Run a Determinacy Calibration Review¶
Run a periodic calibration review to interpret the signal from
/harness-audit, /harness-gc, and REFLECTION_LOG.md and decide,
for each capability, whether its current placement on the determinacy
spectrum is still correct.
This is a deliberate, evidence-based review activity, not an automated loop. The plugin's existing commands surface raw signal; this guide describes the procedure for interpreting that signal and producing calibration decisions — including the decision to leave things alone.
For the conceptual background, see Determinacy Calibration.
When to run it¶
Cadence depends on the project's rate of change.
- End-of-iteration (every sprint, fortnight, or release cycle) for actively-changing projects.
- Monthly for steady-state projects with slower change.
- Quarterly for portfolio-scale calibration across multiple
repositories (use
/portfolio-assessto gather cross-repo signal).
Pick the longest cadence that still catches drift before it accumulates. A team running calibration every iteration on a slow project will mostly produce "leave unchanged" decisions and learn to skip the review. A team running it quarterly on a fast project will let drift accumulate beyond what the cycle can recover.
The cadence is itself part of calibration. If reviews consistently produce mostly refusals, the cadence is too tight; if reviews consistently produce surprises that suggest unrecorded drift, the cadence is too loose.

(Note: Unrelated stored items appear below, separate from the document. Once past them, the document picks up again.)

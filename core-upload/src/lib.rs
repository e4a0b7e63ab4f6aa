//! # Upload Module
//!
//! Delivers captured receipts to the cloud storage provider.
//!
//! ## Overview
//!
//! Captures are uploaded by filename into the configured remote folder. An
//! upload is never attempted without a usable session, and a credential the
//! provider rejects ends the session so the user is asked to reconnect
//! instead of silently losing the file.
//!
//! ## Components
//!
//! - **Upload Job State Machine** (`job`): Lifecycle of one upload with validated transitions
//! - **Upload Coordinator** (`coordinator`): Runs jobs against the session and provider
//! - **Capture Log** (`capture_log`): Local JSON record of captures and their upload status

pub mod capture_log;
pub mod coordinator;
pub mod error;
pub mod job;

pub use capture_log::{capture_filename, CaptureLog, CaptureLogEntry};
pub use coordinator::UploadCoordinator;
pub use error::{Result, UploadError, UploadFailure};
pub use job::{UploadJob, UploadJobId, UploadStatus, SUCCESS_STATUS};
//! Authorization Presentation
//!
//! The host decides how the provider's authorization page is shown: the
//! system browser on desktop, an in-app web session on mobile.

use crate::error::Result;

/// Opens the provider's authorization page for the user.
///
/// Opening is fire-and-forget: the outcome of the authorization arrives later
/// through the redirect callback. An error means the page could not be shown
/// at all.
pub trait AuthorizationPresenter: Send + Sync {
    fn open_authorization_url(&self, url: &str) -> Result<()>;
}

1. Gather signal from the four classes¶
Calibration is grounded in evidence, not introspection. Open four sources before starting the review:
# Change records and current health
/superpowers-status
# Drift between declared and runtime state
/harness-audit
# Entropy and rule-bound checks
/harness-gc
Then read by hand:
REFLECTION_LOG.md— recent entries (last cycle's worth). Look forSurprise:text describing improvisation around tooling, and for recurring patterns across multiple entries.observability/snapshots/— recent harness-health snapshots. Watch for variance in metrics across nominally identical periods, and for trends in script count, hook count, or constraint enforcement ratio.
The four signal classes the explanation page describes — change records, temporal patterns, reflection-log patterns, and seam integrity — map directly to these sources. You're not reading them looking for problems to fix individually (audit and GC already do that). You're reading them looking for shape: where is the determinacy distribution shifting, and what does that shift suggest about which capabilities are now at the wrong level?

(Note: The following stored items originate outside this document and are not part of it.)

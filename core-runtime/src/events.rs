//! # Event Bus System
//!
//! Provides an event-driven architecture for the receipt connector using
//! `tokio::sync::broadcast`. Session and upload components publish typed events;
//! the host UI subscribes to drive its "connected" indicator and reconnect prompt.
//!
//! ## Overview
//!
//! The event bus system consists of:
//! - **Event Types**: Strongly-typed enum hierarchies for session and upload domains
//! - **EventBus**: Central broadcast channel for publishing events
//! - **EventStream**: Wrapper for consuming events with filtering
//! - **Subscription Management**: Subscribe with `subscribe()`, unsubscribe by dropping the receiver
//!
//! ## Architecture
//!
//! ```text
//! ┌───────────────┐     emit      ┌───────────┐
//! │ Session State ├──────────────>│           │     subscribe    ┌────────────┐
//! └───────────────┘               │ EventBus  ├─────────────────>│  Host UI   │
//!                                 │ (broadcast│                  └────────────┘
//! ┌───────────────┐     emit      │  channel) │     subscribe    ┌────────────┐
//! │ Upload Coord. ├──────────────>│           ├─────────────────>│  Logs view │
//! └───────────────┘               └───────────┘                  └────────────┘
//! ```
//!
//! ## Usage
//!
//! ### Publishing Events
//!
//! ```rust
//! use core_runtime::events::{EventBus, CoreEvent, SessionEvent};
//!
//! let event_bus = EventBus::new(100);
//! let event = CoreEvent::Session(SessionEvent::SessionChanged {
//!     is_authenticated: true,
//! });
//!
//! event_bus.emit(event).ok();
//! ```
//!
//! ### Subscribing to Events
//!
//! ```rust
//! use core_runtime::events::{EventBus, CoreEvent, SessionEvent};
//! use tokio::sync::broadcast::error::RecvError;
//!
//! # #[tokio::main]
//! # async fn main() {
//! let event_bus = EventBus::new(100);
//! let mut stream = event_bus.subscribe();
//!
//! tokio::spawn(async move {
//!     loop {
//!         match stream.recv().await {
//!             Ok(CoreEvent::Session(SessionEvent::ReconnectRequired { reason })) => {
//!                 println!("Please reconnect: {}", reason);
//!             }
//!             Ok(_) => {}
//!             Err(RecvError::Lagged(n)) => eprintln!("Missed {} events", n),
//!             Err(RecvError::Closed) => break,
//!         }
//!     }
//! });
//! # }
//! ```
//!
//! ## Event Types
//!
//! ### Session Events
//! - `AuthorizationStarted`: An authorization attempt opened the provider page
//! - `StateChanged`: Any accepted session state transition (debug-level)
//! - `SessionChanged`: The authenticated flag flipped
//! - `ReconnectRequired`: The session dropped to unauthenticated; the user must reconnect
//! - `Validated`: The provider confirmed the stored credential
//!
//! ### Upload Events
//! - `Started`: An upload job went in flight
//! - `Succeeded`: The provider stored the file
//! - `Failed`: The job reached a terminal failure
//!
//! ## Ordering
//!
//! Session events are published while the session writer lock is held, so every
//! subscriber observes them in acceptance order.
//!
//! ## Error Handling
//!
//! The event bus uses `tokio::sync::broadcast`, which can produce two types of errors:
//!
//! - **`RecvError::Lagged(n)`**: Subscriber was too slow and missed `n` events.
//!   This is non-fatal; the subscriber can continue receiving new events.
//! - **`RecvError::Closed`**: All senders have been dropped. This indicates shutdown.

use serde::{Deserialize, Serialize};
use std::fmt;
use tokio::sync::broadcast;

// Re-export commonly used types
pub use tokio::sync::broadcast::error::{RecvError, SendError};
pub use tokio::sync::broadcast::Receiver;

/// Default buffer size for the event bus channel.
///
/// Subscribers that can't keep up will receive `RecvError::Lagged`.
pub const DEFAULT_EVENT_BUFFER_SIZE: usize = 100;

// ============================================================================
// Core Event Types
// ============================================================================

/// Top-level event enum encompassing all event categories.
#[derive(Debug, Clone, Serialize, Deserialize, PartialEq, Eq)]
#[serde(tag = "type", content = "payload")]
pub enum CoreEvent {
    /// Session and authorization events
    Session(SessionEvent),
    /// Upload job events
    Upload(UploadEvent),
}

impl CoreEvent {
    /// Returns a human-readable description of the event.
    pub fn description(&self) -> &str {
        match self {
            CoreEvent::Session(e) => e.description(),
            CoreEvent::Upload(e) => e.description(),
        }
    }

    /// Returns the severity level of the event.
    pub fn severity(&self) -> EventSeverity {
        match self {
            CoreEvent::Upload(UploadEvent::Failed { .. }) => EventSeverity::Error,
            CoreEvent::Session(SessionEvent::ReconnectRequired { .. }) => EventSeverity::Warning,
            CoreEvent::Session(SessionEvent::SessionChanged { .. }) => EventSeverity::Info,
            CoreEvent::Upload(UploadEvent::Succeeded { .. }) => EventSeverity::Info,
            _ => EventSeverity::Debug,
        }
    }
}

/// Event severity levels for filtering and logging.
#[derive(Debug, Clone, Copy, PartialEq, Eq, PartialOrd, Ord, Serialize, Deserialize)]
pub enum EventSeverity {
    /// Debug-level events (verbose)
    Debug,
    /// Informational events
    Info,
    /// Warning events
    Warning,
    /// Error events
    Error,
}

// ============================================================================
// Session Events
// ============================================================================

/// Events published by the session state machine and authorization flow.
#[derive(Debug, Clone, Serialize, Deserialize, PartialEq, Eq)]
#[serde(tag = "event")]
pub enum SessionEvent {
    /// An authorization attempt started.
    AuthorizationStarted {
        /// Generation assigned to the attempt.
        generation: u64,
    },
    /// An accepted state transition.
    StateChanged {
        /// State name before the transition.
        from: String,
        /// State name after the transition.
        to: String,
        /// Generation after the transition.
        generation: u64,
    },
    /// The authenticated flag changed.
    SessionChanged {
        /// New value of the flag.
        is_authenticated: bool,
    },
    /// The session became unauthenticated and the user must reconnect.
    ReconnectRequired {
        /// Human-readable cause.
        reason: String,
    },
    /// The provider accepted the stored credential.
    Validated {
        /// Account the credential belongs to.
        account_id: String,
    },
}

impl SessionEvent {
    fn description(&self) -> &str {
        match self {
            SessionEvent::AuthorizationStarted { .. } => "Authorization started",
            SessionEvent::StateChanged { .. } => "Session state changed",
            SessionEvent::SessionChanged { is_authenticated: true } => "Connected",
            SessionEvent::SessionChanged { is_authenticated: false } => "Disconnected",
            SessionEvent::ReconnectRequired { .. } => "Reconnect required",
            SessionEvent::Validated { .. } => "Session validated",
        }
    }
}

// ============================================================================
// Upload Events
// ============================================================================

/// Events published by the upload coordinator.
#[derive(Debug, Clone, Serialize, Deserialize, PartialEq, Eq)]
#[serde(tag = "event")]
pub enum UploadEvent {
    /// The job went in flight.
    Started {
        job_id: String,
        destination_name: String,
    },
    /// The provider stored the file.
    Succeeded {
        job_id: String,
        remote_path: String,
    },
    /// The job failed.
    Failed {
        job_id: String,
        /// Human-readable failure, shown in the capture log.
        message: String,
        /// Whether the user has to reconnect before retrying.
        requires_reconnect: bool,
    },
}

impl UploadEvent {
    fn description(&self) -> &str {
        match self {
            UploadEvent::Started { .. } => "Upload started",
            UploadEvent::Succeeded { .. } => "Upload succeeded",
            UploadEvent::Failed { .. } => "Upload failed",
        }
    }
}

// ============================================================================
// Event Bus
// ============================================================================

/// Central event bus for publishing and subscribing to events.
///
/// Uses `tokio::sync::broadcast` internally, which provides:
/// - Multiple producers (clone the `EventBus`)
/// - Multiple consumers (each `subscribe()` creates a new receiver)
/// - Non-blocking sends (events are cloned for each subscriber)
/// - Lagging detection (slow subscribers get `RecvError::Lagged`)
#[derive(Clone)]
pub struct EventBus {
    sender: broadcast::Sender<CoreEvent>,
}

impl EventBus {
    /// Creates a new event bus with the specified buffer size.
    ///
    /// # Arguments
    ///
    /// * `capacity` - Maximum number of events to buffer per subscriber.
    ///   When a subscriber falls behind by more than this amount, it will
    ///   receive a `RecvError::Lagged` error.
    pub fn new(capacity: usize) -> Self {
        let (sender, _) = broadcast::channel(capacity);
        Self { sender }
    }

    /// Creates a new event bus with the default buffer size.
    #[allow(clippy::should_implement_trait)]
    pub fn default() -> Self {
        Self::new(DEFAULT_EVENT_BUFFER_SIZE)
    }

    /// Publishes an event to all subscribers.
    ///
    /// Returns the number of subscribers that received the event.
    /// Returns an error if there are no active subscribers.
    ///
    /// # Example
    ///
    /// ```rust
    /// use core_runtime::events::{EventBus, CoreEvent, SessionEvent};
    ///
    /// let event_bus = EventBus::new(100);
    /// let event = CoreEvent::Session(SessionEvent::ReconnectRequired {
    ///     reason: "token revoked".to_string(),
    /// });
    ///
    /// match event_bus.emit(event) {
    ///     Ok(n) => println!("Event sent to {} subscribers", n),
    ///     Err(_) => println!("No active subscribers"),
    /// }
    /// ```
    pub fn emit(&self, event: CoreEvent) -> Result<usize, SendError<CoreEvent>> {
        self.sender.send(event)
    }

    /// Creates a new subscriber to receive events.
    ///
    /// Each call creates an independent receiver that will receive all future events.
    /// Past events are not replayed. Dropping the receiver unsubscribes.
    pub fn subscribe(&self) -> Receiver<CoreEvent> {
        self.sender.subscribe()
    }

    /// Returns the number of active subscribers.
    ///
    /// # Example
    ///
    /// ```rust
    /// use core_runtime::events::EventBus;
    ///
    /// let event_bus = EventBus::new(100);
    /// assert_eq!(event_bus.subscriber_count(), 0);
    ///
    /// let subscriber = event_bus.subscribe();
    /// assert_eq!(event_bus.subscriber_count(), 1);
    ///
    /// drop(subscriber);
    /// assert_eq!(event_bus.subscriber_count(), 0);
    /// ```
    pub fn subscriber_count(&self) -> usize {
        self.sender.receiver_count()
    }
}

impl fmt::Debug for EventBus {
    fn fmt(&self, f: &mut fmt::Formatter<'_>) -> fmt::Result {
        f.debug_struct("EventBus")
            .field("subscriber_count", &self.subscriber_count())
            .finish()
    }
}

// ============================================================================
// Event Stream Wrapper
// ============================================================================

/// Type alias for event filter functions.
type EventFilter = Box<dyn Fn(&CoreEvent) -> bool + Send + Sync>;

/// A wrapper around `broadcast::Receiver` with additional filtering capabilities.
///
/// # Example
///
/// ```rust
/// use core_runtime::events::{EventBus, EventStream, CoreEvent};
///
/// let event_bus = EventBus::new(100);
/// let session_only = EventStream::new(event_bus.subscribe())
///     .filter(|event| matches!(event, CoreEvent::Session(_)));
/// ```
pub struct EventStream {
    receiver: Receiver<CoreEvent>,
    filter: Option<EventFilter>,
}

impl EventStream {
    /// Creates a new event stream from a receiver.
    pub fn new(receiver: Receiver<CoreEvent>) -> Self {
        Self {
            receiver,
            filter: None,
        }
    }

    /// Adds a filter function to this stream.
    ///
    /// Only events that match the filter will be returned by `recv()`.
    pub fn filter<F>(mut self, predicate: F) -> Self
    where
        F: Fn(&CoreEvent) -> bool + Send + Sync + 'static,
    {
        self.filter = Some(Box::new(predicate));
        self
    }

    /// Receives the next event that passes the filter (if any).
    ///
    /// # Errors
    ///
    /// Returns `RecvError::Lagged(n)` if the subscriber fell behind by `n` events.
    /// Returns `RecvError::Closed` if all senders have been dropped.
    pub async fn recv(&mut self) -> Result<CoreEvent, RecvError> {
        loop {
            let event = self.receiver.recv().await?;

            let Some(filter) = &self.filter else {
                return Ok(event);
            };

            if filter(&event) {
                return Ok(event);
            }
        }
    }

    /// Attempts to receive an event without blocking.
    ///
    /// Returns `None` if no events are currently available.
    pub fn try_recv(&mut self) -> Option<Result<CoreEvent, RecvError>> {
        loop {
            match self.receiver.try_recv() {
                Ok(event) => {
                    let Some(filter) = &self.filter else {
                        return Some(Ok(event));
                    };

                    if filter(&event) {
                        return Some(Ok(event));
                    }
                }
                Err(broadcast::error::TryRecvError::Empty) => return None,
                Err(broadcast::error::TryRecvError::Lagged(n)) => {
                    return Some(Err(RecvError::Lagged(n)))
                }
                Err(broadcast::error::TryRecvError::Closed) => return Some(Err(RecvError::Closed)),
            }
        }
    }

    /// Drains every event currently buffered that passes the filter.
    ///
    /// Lagged gaps are skipped.
    pub fn drain(&mut self) -> Vec<CoreEvent> {
        let mut events = Vec::new();
        while let Some(result) = self.try_recv() {
            match result {
                Ok(event) => events.push(event),
                Err(RecvError::Lagged(_)) => continue,
                Err(RecvError::Closed) => break,
            }
        }
        events
    }
}

impl fmt::Debug for EventStream {
    fn fmt(&self, f: &mut fmt::Formatter<'_>) -> fmt::Result {
        f.debug_struct("EventStream")
            .field("has_filter", &self.filter.is_some())
            .finish()
    }
}

// ============================================================================
// Tests
// ============================================================================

2. List candidate movements per capability¶
For each capability surfaced by step 1, write a one-line proposal.
Capabilities include constraints (in HARNESS.md), GC rules, hooks,
skills, sub-agent prompts, and orchestrator pipeline stages.
The legitimate proposal types are:
| Type | When |
|---|---|
| Promote | Agent enforcement has caught the same class reliably; the rule is now expressible deterministically. |
| Demote | The deterministic tool is producing false positives, or the team's understanding of the underlying rule has shifted enough that the tool now misclassifies real cases. Move back to agent enforcement. |
| Split | One capability is doing two jobs with different determinacy needs. Separate them. |
| Repair seam | The capability is at the right level but its surrounding integration has rotted (orphaned references, dead pathways, scripts no skill invokes). Fix the seam without moving the level. |
| Leave | The capability is at the right level. The honest output. Surface the candidate even when the decision is to leave — refusals carry information. |
It's normal — and healthy — for a calibration cycle to produce mostly "leave" decisions on capabilities. A cycle that always produces movement is optimising for visibility, not for harness health.
3. Decide and record¶
For each candidate, decide and record. The format that works best in practice mirrors a meeting record: what was considered, what was moved, what was left in place, and the rationale for each.
A simple template:
# Calibration review — YYYY-MM-DD
## Promotions
- `<capability>`: agent → deterministic. Tool: `<command>`. Reason:
<one-sentence rationale grounded in cited signal>.
## Demotions
- `<capability>`: deterministic → agent. Reason: <signal showing the
tool is misclassifying or the rule has shifted>.
## Splits
- `<capability>` → `<part-A>` (level X) and `<part-B>` (level Y).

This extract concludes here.